Anti-interferon-beta antibodies in Polish multiple sclerosis patients: prevalence and clinical significance in a long-term prospective study.

AIM OF THE STUDY: To determine the prevalence of anti-interferon-ß binding (BAb) and neutralising antibodies (NAb), and to investigate whether NAb measured by luciferase-based cell assay can predict treatment response in multiple sclerosis (MS) patients treated with interferon-ß-1b (IFNß-1b). CLINICAL RATIONALE FOR THE STUDY: A subgroup of IFNß-treated MS patients develop NAb directed against the drug. The clinical significance remains controversial, which could be explained to some extent by technical difficulties in NAb detection and quantification. A simple, specific and reproducible test for NAb might help elucidate these uncertainties.

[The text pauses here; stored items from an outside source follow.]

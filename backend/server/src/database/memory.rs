use std::collections::{HashMap, HashSet};

use ledger::{
    LedgerError, Prediction, PredictionStatus, Quiz, User, UserBet,
    quiz::ensure_unchanged,
    settlement::{Resolution, ensure_replaceable},
    stats::rank_users,
};
use tokio::sync::Mutex;

use super::{Placement, Store};
use crate::error::AppError;

#[derive(Default)]
struct Tables {
    users: HashMap<String, User>,
    predictions: HashMap<String, Prediction>,
    quizzes: HashMap<String, Quiz>,
    bets: HashMap<String, UserBet>,
    attempts: HashSet<(String, String)>,
}

/// Every operation holds the one lock for its whole duration.
#[derive(Default)]
pub struct MemoryStore {
    tables: Mutex<Tables>,
}

impl MemoryStore {
    pub fn new() -> Self {
        Self::default()
    }
}

impl Store for MemoryStore {
    async fn get_user(&self, uid: &str) -> Result<Option<User>, AppError> {
        Ok(self.tables.lock().await.users.get(uid).cloned())
    }

    async fn create_user(&self, user: &User) -> Result<User, AppError> {
        let mut tables = self.tables.lock().await;

        Ok(tables
            .users
            .entry(user.uid.clone())
            .or_insert_with(|| user.clone())
            .clone())
    }

    async fn top_users(&self, limit: usize) -> Result<Vec<User>, AppError> {
        let users = self.tables.lock().await.users.values().cloned().collect();

        Ok(rank_users(users, limit))
    }

    async fn get_prediction(&self, id: &str) -> Result<Option<Prediction>, AppError> {
        Ok(self.tables.lock().await.predictions.get(id).cloned())
    }

    async fn list_predictions(&self) -> Result<Vec<Prediction>, AppError> {
        Ok(self
            .tables
            .lock()
            .await
            .predictions
            .values()
            .cloned()
            .collect())
    }

    async fn put_prediction(&self, prediction: &Prediction) -> Result<(), AppError> {
        let mut tables = self.tables.lock().await;

        if let Some(stored) = tables.predictions.get(&prediction.id) {
            ensure_replaceable(stored, prediction)?;
        }

        tables
            .predictions
            .insert(prediction.id.clone(), prediction.clone());

        Ok(())
    }

    async fn update_prediction<F>(&self, id: &str, apply: F) -> Result<Prediction, AppError>
    where
        F: Fn(Prediction) -> Result<Prediction, LedgerError> + Send + Sync,
    {
        let mut tables = self.tables.lock().await;
        let current = tables
            .predictions
            .get(id)
            .cloned()
            .ok_or_else(|| LedgerError::not_found("Prediction", id))?;

        let updated = apply(current)?;
        tables.predictions.insert(id.to_string(), updated.clone());

        Ok(updated)
    }

    async fn get_quiz(&self, id: &str) -> Result<Option<Quiz>, AppError> {
        Ok(self.tables.lock().await.quizzes.get(id).cloned())
    }

    async fn list_quizzes(&self) -> Result<Vec<Quiz>, AppError> {
        Ok(self.tables.lock().await.quizzes.values().cloned().collect())
    }

    async fn put_quiz(&self, quiz: &Quiz) -> Result<(), AppError> {
        let mut tables = self.tables.lock().await;

        if let Some(stored) = tables.quizzes.get(&quiz.id) {
            ensure_unchanged(stored, quiz)?;
        }

        tables.quizzes.insert(quiz.id.clone(), quiz.clone());

        Ok(())
    }

    async fn insert_bet(&self, bet: &UserBet) -> Result<Placement, AppError> {
        let mut tables = self.tables.lock().await;

        if tables.bets.contains_key(&bet.id) {
            return Ok(Placement::Duplicate);
        }

        let open = match tables.predictions.get(&bet.prediction_id) {
            Some(prediction) => {
                prediction.status == PredictionStatus::Active && prediction.result.is_none()
            }
            None => return Err(LedgerError::not_found("Prediction", &bet.prediction_id).into()),
        };

        let user = tables
            .users
            .get_mut(&bet.uid)
            .ok_or_else(|| LedgerError::not_found("User", &bet.uid))?;

        if !open {
            return Err(LedgerError::PredictionNotActive(bet.prediction_id.clone()).into());
        }
        if bet.amount > user.points {
            return Err(LedgerError::InsufficientBalance {
                amount: bet.amount,
                balance: user.points,
            }
            .into());
        }

        user.points -= bet.amount;
        let balance = user.points;
        tables.bets.insert(bet.id.clone(), bet.clone());

        Ok(Placement::Placed { balance })
    }

    async fn get_bet(&self, id: &str) -> Result<Option<UserBet>, AppError> {
        Ok(self.tables.lock().await.bets.get(id).cloned())
    }

    async fn user_bets(&self, uid: &str) -> Result<Vec<UserBet>, AppError> {
        let mut bets: Vec<UserBet> = self
            .tables
            .lock()
            .await
            .bets
            .values()
            .filter(|bet| bet.uid == uid)
            .cloned()
            .collect();

        bets.sort_by(|a, b| b.timestamp.cmp(&a.timestamp).then_with(|| b.id.cmp(&a.id)));

        Ok(bets)
    }

    async fn prediction_bets(&self, prediction_id: &str) -> Result<Vec<UserBet>, AppError> {
        Ok(self
            .tables
            .lock()
            .await
            .bets
            .values()
            .filter(|bet| bet.prediction_id == prediction_id)
            .cloned()
            .collect())
    }

    async fn apply_resolution(&self, resolution: &Resolution) -> Result<bool, AppError> {
        let bet = &resolution.bet;
        let mut tables = self.tables.lock().await;

        match tables.bets.get(&bet.id) {
            Some(stored) if stored.is_settled() => return Ok(false),
            Some(_) => {}
            None => return Err(LedgerError::not_found("Bet", &bet.id).into()),
        }

        let user = tables
            .users
            .get_mut(&bet.uid)
            .ok_or_else(|| LedgerError::not_found("User", &bet.uid))?;
        user.points = user.points.saturating_add(resolution.credit);

        tables.bets.insert(bet.id.clone(), bet.clone());

        Ok(true)
    }

    async fn record_quiz_attempt(
        &self,
        uid: &str,
        quiz_id: &str,
        points: u64,
    ) -> Result<u64, AppError> {
        let mut guard = self.tables.lock().await;
        let tables = &mut *guard;

        let user = tables
            .users
            .get_mut(uid)
            .ok_or_else(|| LedgerError::not_found("User", uid))?;

        if !tables
            .attempts
            .insert((uid.to_string(), quiz_id.to_string()))
        {
            return Err(LedgerError::QuizAlreadySubmitted(quiz_id.to_string()).into());
        }

        user.points = user.points.saturating_add(points);

        Ok(user.points)
    }
}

MATERIALS AND METHODS: Sera from 101 consecutive MS patients initiating treatment with IFNß-1b were collected at baseline and during the first two years, and assessed for BAbNAb with a novel luciferase-based cell assay. Median clinical follow-up lasted 5.1 years. RESULTS: BAb were present in 97% and NAb in 88% of the study cohort. Unexpectedly, 92% of patients tested positive for Bab and 12.5% for NAb at baseline, before drug exposure. Patients with baseline NAb positivity were more likely to remain free of disease activity in the first three years of treatment. When baseline-positive cases were grouped together with those who remained NAb-negative, and the resulting group was compared to those who became positive after drug exposure, NAb positivity was associated with a higher risk of disease activity during the entire follow-up. Direct comparison of BAb/Nab-positive and BAb/Nab-negative patients only revealed an association of BAb positivity with more active disease after four years of treatment, while NAb failed to predict the outcome. CONCLUSIONS AND CLINICAL IMPLICATIONS: Antibodies developed after treatment initiation are associated with a worse outcome. Naturally- occurring antibodies appear to predict more benign disease. Their prevalence and specificity require further investigation.